:: DATA RECORDS

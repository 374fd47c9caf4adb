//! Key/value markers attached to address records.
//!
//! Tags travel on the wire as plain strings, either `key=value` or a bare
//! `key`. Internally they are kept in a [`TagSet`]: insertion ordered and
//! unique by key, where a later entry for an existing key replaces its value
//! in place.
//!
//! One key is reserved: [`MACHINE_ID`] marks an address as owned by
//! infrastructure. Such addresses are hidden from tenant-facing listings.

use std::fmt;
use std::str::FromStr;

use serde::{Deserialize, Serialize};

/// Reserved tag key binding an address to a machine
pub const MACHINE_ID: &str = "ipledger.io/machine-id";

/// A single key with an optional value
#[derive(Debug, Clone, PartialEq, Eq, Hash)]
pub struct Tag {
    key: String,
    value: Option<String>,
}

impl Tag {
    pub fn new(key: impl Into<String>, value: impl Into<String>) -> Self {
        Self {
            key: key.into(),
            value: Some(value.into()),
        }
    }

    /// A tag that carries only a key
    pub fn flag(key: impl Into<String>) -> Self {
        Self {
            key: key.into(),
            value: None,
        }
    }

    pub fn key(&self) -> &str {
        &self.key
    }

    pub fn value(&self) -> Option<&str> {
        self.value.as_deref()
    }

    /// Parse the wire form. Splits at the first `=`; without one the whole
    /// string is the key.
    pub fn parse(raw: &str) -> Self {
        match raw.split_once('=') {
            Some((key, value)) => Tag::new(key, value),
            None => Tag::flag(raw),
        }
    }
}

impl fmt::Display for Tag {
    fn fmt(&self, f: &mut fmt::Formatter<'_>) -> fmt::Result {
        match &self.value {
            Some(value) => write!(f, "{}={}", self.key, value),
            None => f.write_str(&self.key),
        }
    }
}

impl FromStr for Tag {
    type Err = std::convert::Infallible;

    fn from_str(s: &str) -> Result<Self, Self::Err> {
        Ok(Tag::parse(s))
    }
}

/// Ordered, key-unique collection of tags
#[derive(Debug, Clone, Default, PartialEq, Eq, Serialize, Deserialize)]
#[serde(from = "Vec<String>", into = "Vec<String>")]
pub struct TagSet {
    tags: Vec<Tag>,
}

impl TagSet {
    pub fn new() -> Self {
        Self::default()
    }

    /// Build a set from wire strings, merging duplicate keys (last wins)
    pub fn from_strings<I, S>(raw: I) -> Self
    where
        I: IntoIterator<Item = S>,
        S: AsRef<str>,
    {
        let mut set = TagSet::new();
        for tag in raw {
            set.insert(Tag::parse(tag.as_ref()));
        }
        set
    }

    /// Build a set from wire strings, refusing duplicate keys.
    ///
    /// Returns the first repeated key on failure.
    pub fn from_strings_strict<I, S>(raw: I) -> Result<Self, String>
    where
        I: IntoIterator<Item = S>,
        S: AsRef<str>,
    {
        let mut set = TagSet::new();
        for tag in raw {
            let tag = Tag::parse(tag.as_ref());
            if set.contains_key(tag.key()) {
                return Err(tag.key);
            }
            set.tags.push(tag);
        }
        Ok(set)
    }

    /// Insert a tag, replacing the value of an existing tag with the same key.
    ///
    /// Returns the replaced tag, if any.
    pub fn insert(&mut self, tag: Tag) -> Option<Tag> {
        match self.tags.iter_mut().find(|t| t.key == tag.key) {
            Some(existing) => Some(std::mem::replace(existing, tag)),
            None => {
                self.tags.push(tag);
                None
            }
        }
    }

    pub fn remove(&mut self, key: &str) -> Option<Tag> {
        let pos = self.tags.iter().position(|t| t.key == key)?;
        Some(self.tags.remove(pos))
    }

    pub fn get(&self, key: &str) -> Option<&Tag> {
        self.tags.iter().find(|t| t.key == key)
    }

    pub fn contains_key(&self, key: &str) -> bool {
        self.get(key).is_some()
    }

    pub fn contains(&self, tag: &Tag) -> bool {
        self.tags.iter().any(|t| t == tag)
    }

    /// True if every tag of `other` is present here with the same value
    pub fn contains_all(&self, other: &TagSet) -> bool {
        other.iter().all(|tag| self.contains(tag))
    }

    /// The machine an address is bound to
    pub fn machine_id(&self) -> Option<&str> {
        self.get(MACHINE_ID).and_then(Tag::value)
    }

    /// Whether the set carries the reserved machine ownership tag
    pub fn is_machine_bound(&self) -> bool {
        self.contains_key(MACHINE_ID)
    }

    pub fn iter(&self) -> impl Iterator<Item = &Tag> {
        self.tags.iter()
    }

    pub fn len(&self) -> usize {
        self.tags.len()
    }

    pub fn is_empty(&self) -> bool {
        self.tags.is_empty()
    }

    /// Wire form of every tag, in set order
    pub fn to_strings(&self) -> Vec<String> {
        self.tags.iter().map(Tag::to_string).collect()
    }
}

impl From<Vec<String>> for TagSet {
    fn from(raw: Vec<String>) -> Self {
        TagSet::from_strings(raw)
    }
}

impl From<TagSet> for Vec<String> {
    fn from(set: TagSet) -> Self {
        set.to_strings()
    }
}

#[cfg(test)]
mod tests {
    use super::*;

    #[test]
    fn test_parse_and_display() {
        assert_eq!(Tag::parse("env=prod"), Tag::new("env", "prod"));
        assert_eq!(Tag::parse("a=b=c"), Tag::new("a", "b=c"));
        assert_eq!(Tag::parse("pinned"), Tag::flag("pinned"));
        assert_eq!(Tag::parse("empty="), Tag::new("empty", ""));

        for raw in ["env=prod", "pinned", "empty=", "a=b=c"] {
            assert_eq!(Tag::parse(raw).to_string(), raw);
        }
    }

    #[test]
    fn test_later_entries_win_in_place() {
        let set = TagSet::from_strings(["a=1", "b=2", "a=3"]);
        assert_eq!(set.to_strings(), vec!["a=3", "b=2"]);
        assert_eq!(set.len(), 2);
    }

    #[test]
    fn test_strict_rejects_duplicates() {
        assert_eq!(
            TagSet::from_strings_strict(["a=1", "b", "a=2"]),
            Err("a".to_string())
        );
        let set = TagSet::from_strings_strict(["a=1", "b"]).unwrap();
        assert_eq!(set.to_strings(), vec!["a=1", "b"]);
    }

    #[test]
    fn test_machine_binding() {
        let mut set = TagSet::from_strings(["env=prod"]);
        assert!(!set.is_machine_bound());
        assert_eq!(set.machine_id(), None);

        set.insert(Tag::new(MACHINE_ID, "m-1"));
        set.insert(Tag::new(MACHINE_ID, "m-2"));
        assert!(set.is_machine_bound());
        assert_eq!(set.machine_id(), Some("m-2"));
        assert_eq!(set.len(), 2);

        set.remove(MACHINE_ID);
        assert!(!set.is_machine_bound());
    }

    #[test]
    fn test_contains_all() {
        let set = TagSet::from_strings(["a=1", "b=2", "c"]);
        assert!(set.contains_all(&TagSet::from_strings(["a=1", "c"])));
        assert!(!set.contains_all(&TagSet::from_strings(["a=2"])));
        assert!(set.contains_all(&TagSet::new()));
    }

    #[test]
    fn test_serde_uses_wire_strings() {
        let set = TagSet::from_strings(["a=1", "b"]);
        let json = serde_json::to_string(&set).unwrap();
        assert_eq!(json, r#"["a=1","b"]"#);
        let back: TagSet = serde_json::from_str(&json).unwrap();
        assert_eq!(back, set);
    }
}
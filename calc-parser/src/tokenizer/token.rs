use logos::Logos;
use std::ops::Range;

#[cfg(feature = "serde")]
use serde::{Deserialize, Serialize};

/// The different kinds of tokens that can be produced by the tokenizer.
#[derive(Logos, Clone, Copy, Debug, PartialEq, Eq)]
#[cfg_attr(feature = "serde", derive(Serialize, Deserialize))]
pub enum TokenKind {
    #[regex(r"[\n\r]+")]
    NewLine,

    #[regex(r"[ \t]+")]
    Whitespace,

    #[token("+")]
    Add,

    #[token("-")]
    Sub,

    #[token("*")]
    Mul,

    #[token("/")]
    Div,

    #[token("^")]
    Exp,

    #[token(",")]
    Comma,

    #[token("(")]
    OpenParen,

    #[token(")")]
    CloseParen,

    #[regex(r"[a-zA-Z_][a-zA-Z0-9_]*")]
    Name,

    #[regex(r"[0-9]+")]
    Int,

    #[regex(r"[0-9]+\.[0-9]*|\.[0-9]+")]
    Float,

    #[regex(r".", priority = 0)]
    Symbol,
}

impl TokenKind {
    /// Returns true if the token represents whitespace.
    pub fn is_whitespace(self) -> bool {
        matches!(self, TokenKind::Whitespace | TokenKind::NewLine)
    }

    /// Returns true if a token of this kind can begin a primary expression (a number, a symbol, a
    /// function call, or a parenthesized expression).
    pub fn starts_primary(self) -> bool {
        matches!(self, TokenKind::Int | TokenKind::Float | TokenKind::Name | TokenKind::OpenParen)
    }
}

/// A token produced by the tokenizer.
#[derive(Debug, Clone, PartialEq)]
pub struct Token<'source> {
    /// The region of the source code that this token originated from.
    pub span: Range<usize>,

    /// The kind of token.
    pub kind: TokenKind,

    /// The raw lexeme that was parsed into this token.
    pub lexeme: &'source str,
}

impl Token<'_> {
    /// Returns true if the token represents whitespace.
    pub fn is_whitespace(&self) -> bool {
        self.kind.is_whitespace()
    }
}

::::

GOAL OF THE EXERCISE - Starting at the first line of the data above, please restate word for word every line up to and including the one that holds "insertion ordered and", and add nothing else.

FINISHED TASK -
repository 374fd47c9caf4adb
//! Key/value markers attached to address records.
//!
//! Tags travel on the wire as plain strings, either `key=value` or a bare
//! `key`. Internally they are kept in a [`TagSet`]: insertion ordered and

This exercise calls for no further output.